O Cern, o laboratório de física de partículas que pesquisa os menores blocos de construção do Universo, se vê diante de um novo desafio: como financiar um projeto de US$ 17 bilhões (R$ 93 bilhões) para mantê-lo à frente da concorrência.
O principal centro de física nuclear do mundo precisa financiar a construção do Futuro Colisor Circular (FCC), já que seu acelerador de partículas existente —famoso pela descoberta do bóson de Higgs— está chegando ao fim de sua vida útil. Mas, enquanto o Cern recebia na última terça-feira (1º) a chefe da Comissão Europeia, Ursula Von der Leyen, e outros líderes para as celebrações de seu 70º aniversário, sua diretora-geral tinha a tarefa de mobilizar os Estados-membros europeus com dificuldades financeiras para arcar com a conta.
A diretora-geral do Cern, Fabiola Gianotti, também está buscando novas maneiras de financiar pesquisas que abrangem a matéria escura invisível que compõe a maior parte do Universo até os possíveis efeitos dos raios cósmicos nas nuvens. Enquanto o trabalho pioneiro do centro europeu de física de partículas tem gerado invenções como a World Wide Web, tais avanços vêm indiretamente de sua pesquisa pura.
"A pesquisa fundamental é um motor da inovação", disse Gianotti em uma entrevista no Cern, que fica em Genebra, na Suíça. "A história mostra que grandes avanços vêm da pesquisa fundamental."
As apostas geopolíticas são altas, já que o Ocidente busca manter sua liderança sobre a China na física de partículas. Gianotti reconhece que o país asiático poderia construir um colisor rival, porém considera que o Cern mantém certas vantagens.
"A China tem ambição e com certeza a capacidade", disse ela. "Mas o Cern é uma instituição única e não tenho tanta certeza de que seja fácil de clonar em termos de valores, de abertura, de colaboração, de ciência, tecnologia, tudo junto."
Em seu aguardado relatório sobre a competitividade da União Europeia no início do mês passado, o ex-presidente do Banco Central Europeu, Mario Draghi, destacou o Cern como um caso de sucesso. O laboratório conquistou a liderança global em física de partículas, e o próximo colisor exerce um papel fundamental no avanço de tecnologias de ponta.
"Se a China vencesse essa corrida e seu colisor circular começasse a funcionar antes do Cern, a Europa correria o risco de perder sua liderança em física de partículas, potencialmente comprometendo o futuro do Cern", de acordo com o relatório de Draghi.

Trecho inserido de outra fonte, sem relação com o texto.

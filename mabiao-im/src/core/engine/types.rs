//! Type definitions for the table engine

use mabiao_engine::{Candidate, Orientation};

use super::super::preedit::Preedit;

/// Action to be performed by the framework/UI layer
#[derive(Debug, Clone)]
pub enum EngineAction {
    /// Update the preedit display (an empty preedit hides it)
    UpdatePreedit(Preedit),
    /// Show the lookup table
    ShowLookupTable(LookupView),
    /// Hide the lookup table
    HideLookupTable,
    /// Commit text to the application
    Commit(String),
    /// Update auxiliary text (typed keys, mode feedback)
    UpdateAuxText(String),
    /// Hide auxiliary text
    HideAuxText,
    /// Persist a corrected or toggled setting to the configuration store
    WriteConfig(SettingKey, SettingValue),
}

/// Result of processing a key event
#[derive(Debug, Clone, Default)]
pub struct EngineResult {
    /// Whether the key was consumed by the input method
    pub consumed: bool,
    /// Actions to perform
    pub actions: Vec<EngineAction>,
}

impl EngineResult {
    pub fn consumed() -> Self {
        Self {
            consumed: true,
            actions: Vec::new(),
        }
    }

    pub fn not_consumed() -> Self {
        Self {
            consumed: false,
            actions: Vec::new(),
        }
    }

    pub fn with_action(mut self, action: EngineAction) -> Self {
        self.actions.push(action);
        self
    }

    /// The committed texts in this result, in order.
    pub fn commits(&self) -> Vec<&str> {
        self.actions
            .iter()
            .filter_map(|a| match a {
                EngineAction::Commit(text) => Some(text.as_str()),
                _ => None,
            })
            .collect()
    }
}

/// One page of the lookup table as shown by the host panel.
#[derive(Debug, Clone)]
pub struct LookupView {
    /// Select-key label and candidate for each populated slot
    pub entries: Vec<(char, Candidate)>,
    /// Cursor position within the page
    pub cursor: usize,
    /// Page number (0-indexed)
    pub page: usize,
    pub orientation: Orientation,
}

/// Input mode for the engine. Doubles as the index into the mode-indexed
/// width preference arrays.
#[derive(Debug, Clone, Copy, PartialEq, Eq)]
pub enum InputMode {
    /// Direct passthrough (with optional width conversion)
    Direct = 0,
    /// Table composition
    Table = 1,
}

impl InputMode {
    pub fn index(self) -> usize {
        self as usize
    }
}

/// Enumerated configuration keys. External change notifications and
/// engine-initiated write-backs both use this set; there is no string-keyed
/// attribute dispatch.
#[derive(Debug, Clone, Copy, PartialEq, Eq)]
pub enum SettingKey {
    TableInput,
    Pinyin,
    ChineseMode,
    OneChar,
    AutoSelect,
    AutoCommit,
    AutoWildcard,
    FullWidthLetter,
    FullWidthPunct,
    PageSize,
    LookupOrientation,
    AlwaysShowLookup,
}

impl SettingKey {
    /// The flat configuration-store key.
    pub fn as_str(self) -> &'static str {
        match self {
            Self::TableInput => "mode.table_input",
            Self::Pinyin => "mode.pinyin",
            Self::ChineseMode => "mode.chinese_mode",
            Self::OneChar => "mode.onechar",
            Self::AutoSelect => "mode.auto_select",
            Self::AutoCommit => "mode.auto_commit",
            Self::AutoWildcard => "mode.auto_wildcard",
            Self::FullWidthLetter => "width.full_width_letter",
            Self::FullWidthPunct => "width.full_width_punct",
            Self::PageSize => "lookup.page_size",
            Self::LookupOrientation => "lookup.orientation",
            Self::AlwaysShowLookup => "lookup.always_show",
        }
    }
}

/// Configuration values crossing the engine boundary.
#[derive(Debug, Clone, PartialEq, Eq)]
pub enum SettingValue {
    Bool(bool),
    Int(i64),
    Text(String),
    /// Mode-indexed pair: [direct, table]
    BoolPair([bool; 2]),
}
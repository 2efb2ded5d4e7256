//! Request dispatcher
//!
//! Issues one HTTP request against the configured base URL and normalizes the
//! response. Every body is read as text first; non-2xx statuses fail before
//! any parsing, an empty body becomes [`ResponseBody::Empty`], and text that
//! is not JSON is returned unchanged instead of failing.

use std::fmt;
use std::str::FromStr;
use std::sync::Arc;

use parking_lot::RwLock;
use reqwest::Client;
use reqwest::header::{AUTHORIZATION, CONTENT_TYPE, HeaderMap, HeaderName, HeaderValue};
use serde::Serialize;
use serde::de::DeserializeOwned;
use serde_json::Value;
use tracing::{debug, error};

use crate::config::{ClientConfig, normalize_base_url};
use crate::credentials::AuthSession;
use crate::error::{Error, Result};

use super::body::{MultipartBody, RequestBody, encode_form};

/// HTTP verbs the server API uses
#[derive(Debug, Clone, Copy, Default, PartialEq, Eq)]
pub enum HttpMethod {
    #[default]
    Get,
    Post,
    Put,
    Patch,
    Delete,
}

impl HttpMethod {
    pub fn as_str(&self) -> &'static str {
        match self {
            Self::Get => "GET",
            Self::Post => "POST",
            Self::Put => "PUT",
            Self::Patch => "PATCH",
            Self::Delete => "DELETE",
        }
    }
}

impl fmt::Display for HttpMethod {
    fn fmt(&self, f: &mut fmt::Formatter<'_>) -> fmt::Result {
        f.write_str(self.as_str())
    }
}

impl FromStr for HttpMethod {
    type Err = Error;

    fn from_str(s: &str) -> Result<Self> {
        match s.to_ascii_uppercase().as_str() {
            "GET" => Ok(Self::Get),
            "POST" => Ok(Self::Post),
            "PUT" => Ok(Self::Put),
            "PATCH" => Ok(Self::Patch),
            "DELETE" => Ok(Self::Delete),
            other => Err(Error::Config(format!("Unsupported HTTP method: {other}"))),
        }
    }
}

impl From<HttpMethod> for reqwest::Method {
    fn from(method: HttpMethod) -> Self {
        match method {
            HttpMethod::Get => reqwest::Method::GET,
            HttpMethod::Post => reqwest::Method::POST,
            HttpMethod::Put => reqwest::Method::PUT,
            HttpMethod::Patch => reqwest::Method::PATCH,
            HttpMethod::Delete => reqwest::Method::DELETE,
        }
    }
}

/// Per-call options. Defaults: GET, no body, no header overrides, auth required.
#[derive(Debug, Clone)]
pub struct ApiCallOptions {
    pub method: HttpMethod,
    pub body: Option<RequestBody>,
    /// Overrides applied on top of the encoding's default headers
    pub headers: Vec<(String, String)>,
    /// Attach the stored bearer token when one exists
    pub requires_auth: bool,
}

impl Default for ApiCallOptions {
    fn default() -> Self {
        Self {
            method: HttpMethod::Get,
            body: None,
            headers: Vec::new(),
            requires_auth: true,
        }
    }
}

impl ApiCallOptions {
    pub fn get() -> Self {
        Self::default()
    }

    pub fn post() -> Self {
        Self::default().with_method(HttpMethod::Post)
    }

    pub fn put() -> Self {
        Self::default().with_method(HttpMethod::Put)
    }

    pub fn patch() -> Self {
        Self::default().with_method(HttpMethod::Patch)
    }

    pub fn delete() -> Self {
        Self::default().with_method(HttpMethod::Delete)
    }

    pub fn with_method(mut self, method: HttpMethod) -> Self {
        self.method = method;
        self
    }

    pub fn with_body(mut self, body: RequestBody) -> Self {
        self.body = Some(body);
        self
    }

    pub fn json<T: Serialize + ?Sized>(self, value: &T) -> Result<Self> {
        Ok(self.with_body(RequestBody::json(value)?))
    }

    pub fn form<I, K, V>(self, pairs: I) -> Self
    where
        I: IntoIterator<Item = (K, V)>,
        K: Into<String>,
        V: Into<String>,
    {
        self.with_body(RequestBody::form(pairs))
    }

    pub fn multipart(self, body: MultipartBody) -> Self {
        self.with_body(RequestBody::Multipart(body))
    }

    pub fn with_header(mut self, name: impl Into<String>, value: impl Into<String>) -> Self {
        self.headers.push((name.into(), value.into()));
        self
    }

    pub fn without_auth(mut self) -> Self {
        self.requires_auth = false;
        self
    }
}

/// Compute the final header set for a request.
///
/// Precedence, lowest first: the encoding's content type, the caller's
/// overrides (same name only), then the bearer token. A multipart body never
/// gets an explicit content type because the transport must add the boundary.
pub fn resolve_headers(options: &ApiCallOptions, token: Option<&str>) -> Result<HeaderMap> {
    let mut headers = HeaderMap::new();

    if let Some(content_type) = options
        .body
        .as_ref()
        .and_then(RequestBody::default_content_type)
    {
        headers.insert(CONTENT_TYPE, HeaderValue::from_static(content_type));
    }

    let multipart = options.body.as_ref().is_some_and(RequestBody::is_multipart);

    for (name, value) in &options.headers {
        let header_name = HeaderName::from_bytes(name.as_bytes())
            .map_err(|e| Error::InvalidHeader(format!("{name}: {e}")))?;
        if multipart && header_name == CONTENT_TYPE {
            debug!("Ignoring content-type override on multipart request");
            continue;
        }
        let header_value = HeaderValue::from_str(value)
            .map_err(|e| Error::InvalidHeader(format!("{name}: {e}")))?;
        headers.insert(header_name, header_value);
    }

    if options.requires_auth
        && let Some(token) = token
    {
        let mut value = HeaderValue::from_str(&format!("Bearer {token}"))
            .map_err(|e| Error::InvalidHeader(format!("authorization: {e}")))?;
        value.set_sensitive(true);
        headers.insert(AUTHORIZATION, value);
    }

    Ok(headers)
}

/// A successful response body after classification
#[derive(Debug, Clone, PartialEq)]
pub enum ResponseBody {
    /// The server sent no bytes
    Empty,
    Json(Value),
    /// Non-empty text that is not valid JSON, unchanged
    Text(String),
}

impl ResponseBody {
    pub fn classify(text: String) -> Self {
        if text.is_empty() {
            return Self::Empty;
        }
        match serde_json::from_str::<Value>(&text) {
            Ok(value) => Self::Json(value),
            Err(_) => Self::Text(text),
        }
    }

    pub fn is_empty(&self) -> bool {
        matches!(self, Self::Empty)
    }

    /// JSON view: `Empty` is `null`, raw text is a JSON string
    pub fn into_value(self) -> Value {
        match self {
            Self::Empty => Value::Null,
            Self::Json(value) => value,
            Self::Text(text) => Value::String(text),
        }
    }

    /// Decode into the caller's expected type
    pub fn into_typed<T: DeserializeOwned>(self) -> Result<T> {
        Ok(serde_json::from_value(self.into_value())?)
    }
}

/// Apply the status check, then classify the body
pub fn classify_response(status: u16, text: String) -> Result<ResponseBody> {
    if !(200..300).contains(&status) {
        return Err(Error::Http { status, body: text });
    }
    Ok(ResponseBody::classify(text))
}

/// HTTP client for the Brick server API.
///
/// Cloning is cheap; clones share the connection pool, the base URL and the
/// credential store.
#[derive(Clone)]
pub struct ApiClient {
    http: Client,
    base_url: Arc<RwLock<String>>,
    session: AuthSession,
}

impl ApiClient {
    pub fn new(config: ClientConfig, session: AuthSession) -> Result<Self> {
        let mut builder = Client::builder().user_agent(config.user_agent.clone());
        if let Some(timeout) = config.timeout {
            builder = builder.timeout(timeout);
        }
        let http = builder
            .build()
            .map_err(|e| Error::Config(format!("Failed to build HTTP client: {e}")))?;

        Ok(Self {
            http,
            base_url: Arc::new(RwLock::new(config.base_url)),
            session,
        })
    }

    pub fn base_url(&self) -> String {
        self.base_url.read().clone()
    }

    /// Point subsequent calls at a different server
    pub fn set_base_url(&self, base_url: &str) -> Result<()> {
        let normalized = normalize_base_url(base_url)?;
        debug!("API base URL set to {}", normalized);
        *self.base_url.write() = normalized;
        Ok(())
    }

    pub fn session(&self) -> &AuthSession {
        &self.session
    }

    pub(crate) fn http(&self) -> &Client {
        &self.http
    }

    /// Absolute URL for an endpoint path such as `/collections`
    pub fn url_for(&self, endpoint: &str) -> String {
        format!("{}{}", self.base_url.read(), endpoint)
    }

    /// Issue one request and return the classified body
    pub async fn send(&self, endpoint: &str, options: ApiCallOptions) -> Result<ResponseBody> {
        let token = if options.requires_auth {
            self.session.token().await
        } else {
            None
        };
        let headers = resolve_headers(&options, token.as_deref())?;
        let url = self.url_for(endpoint);

        debug!("{} {}", options.method, endpoint);

        let mut request = self
            .http
            .request(options.method.into(), &url)
            .headers(headers);

        request = match options.body {
            None => request,
            Some(RequestBody::Json(value)) => request.body(serde_json::to_string(&value)?),
            Some(RequestBody::Form(pairs)) => request.body(encode_form(&pairs)),
            Some(RequestBody::Multipart(parts)) => request.multipart(parts.to_form().await?),
        };

        let response = request.send().await?;
        let status = response.status().as_u16();
        let text = response.text().await?;

        if !(200..300).contains(&status) {
            error!("API error on {} {}: {} - {}", options.method, endpoint, status, text);
        }

        classify_response(status, text)
    }

    /// Issue one request and decode the body as `T`.
    ///
    /// An empty body decodes as JSON `null` (use `Option<T>`), and non-JSON
    /// text decodes as a JSON string.
    pub async fn call<T: DeserializeOwned>(
        &self,
        endpoint: &str,
        options: ApiCallOptions,
    ) -> Result<T> {
        self.send(endpoint, options).await?.into_typed()
    }
}
//! Error types for the Brick client

use thiserror::Error;

/// Result type alias using Brick's Error type
pub type Result<T> = std::result::Result<T, Error>;

/// All possible errors in the Brick client
#[derive(Error, Debug)]
pub enum Error {
    /// Connection refused, DNS failure, timeout, or a body that stopped mid-read
    #[error("Network error: {0}")]
    Network(#[from] reqwest::Error),

    /// The server answered outside the 2xx range
    #[error("HTTP {status}: {body}")]
    Http { status: u16, body: String },

    #[error("Serialization error: {0}")]
    Serialization(#[from] serde_json::Error),

    #[error("Invalid header: {0}")]
    InvalidHeader(String),

    #[error("Invalid configuration: {0}")]
    Config(String),

    #[error("Storage error: {0}")]
    Storage(#[from] rusqlite::Error),

    #[error("IO error: {0}")]
    Io(#[from] std::io::Error),
}

impl Error {
    /// Status code carried by an HTTP error
    pub fn status(&self) -> Option<u16> {
        match self {
            Self::Http { status, .. } => Some(*status),
            _ => None,
        }
    }

    /// Whether a retry could plausibly succeed.
    ///
    /// Transport failures, unreadable upload files, request timeouts,
    /// rate limiting and server-side errors qualify. Any other 4xx is the
    /// server rejecting the request itself and will not change on retry.
    pub fn is_transient(&self) -> bool {
        match self {
            Self::Network(_) | Self::Io(_) => true,
            Self::Http { status, .. } => *status == 408 || *status == 429 || *status >= 500,
            _ => false,
        }
    }
}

Um estudo de viabilidade sobre o novo acelerador será concluído em 2025, com uma decisão sobre sua aprovação esperada para 2027 ou 2028. O novo colisor teria cerca de 90 quilômetros sob os campos da França e da Suíça, incluindo a extremidade oeste do lago Genebra, superando o anel subterrâneo existente de 27 quilômetros.
Gianotti, que lidera uma equipe de 4.500 físicos, engenheiros e técnicos, conseguiu apoio dos Estados Unidos, um parceiro observador, e de alguns Estados-membros europeus para o novo colisor.
Contudo, o Cern também está abrindo a porta para uma discussão sobre o financiamento do setor privado de seu programa científico central, de acordo com Gianotti, que chegou como pesquisadora pós-doutorada da Itália em 1994 e deixará o cargo no final do ano que vem.
No ano passado, o laboratório aceitou US$ 48 milhões do Fundo de Inovação Estratégica Eric & Wendy Schmidt para desenvolver algoritmos de inteligência artificial para analisar dados brutos do LHC (sigla em inglês para grande colisor de hádrons), a primeira doação desse tipo para seu trabalho científico central. Mais debate é necessário antes que isso se torne a norma.
"É um tópico muito complexo", disse Gianotti, um físico de partículas experimental por formação. "Estamos abertos a isso, mas ainda não chegamos lá."